Your assignment ::
From the listing below, output only the lines starting at the line that has "use crate::services::ServiceError;" and ending at the line that has "RepositoryError::CorruptRecord(val.to_string())", exactly as they appear, ends included.

Exercise data ::

# # #

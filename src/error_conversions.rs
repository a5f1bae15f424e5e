//! Error conversion glue between layers.
//!
//! The domain layer must not depend on service/repository error types, so the
//! conversions out of [`TypeConstraintError`] live here.

use crate::domain::types::TypeConstraintError;
use crate::repository::errors::RepositoryError;
use crate::services::ServiceError;

impl From<TypeConstraintError> for ServiceError {
    fn from(val: TypeConstraintError) -> Self {
        ServiceError::TypeConstraint(val.to_string())
    }
}

/// At the repository boundary a constraint failure means a stored row no
/// longer satisfies the domain invariants.
impl From<TypeConstraintError> for RepositoryError {
    fn from(val: TypeConstraintError) -> Self {
        RepositoryError::CorruptRecord(val.to_string())
    }
}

# # #

Task solution ::
use crate::services::ServiceError;

impl From<TypeConstraintError> for ServiceError {
    fn from(val: TypeConstraintError) -> Self {
        ServiceError::TypeConstraint(val.to_string())
    }
}

/// At the repository boundary a constraint failure means a stored row no
/// longer satisfies the domain invariants.
impl From<TypeConstraintError> for RepositoryError {
    fn from(val: TypeConstraintError) -> Self {
        RepositoryError::CorruptRecord(val.to_string())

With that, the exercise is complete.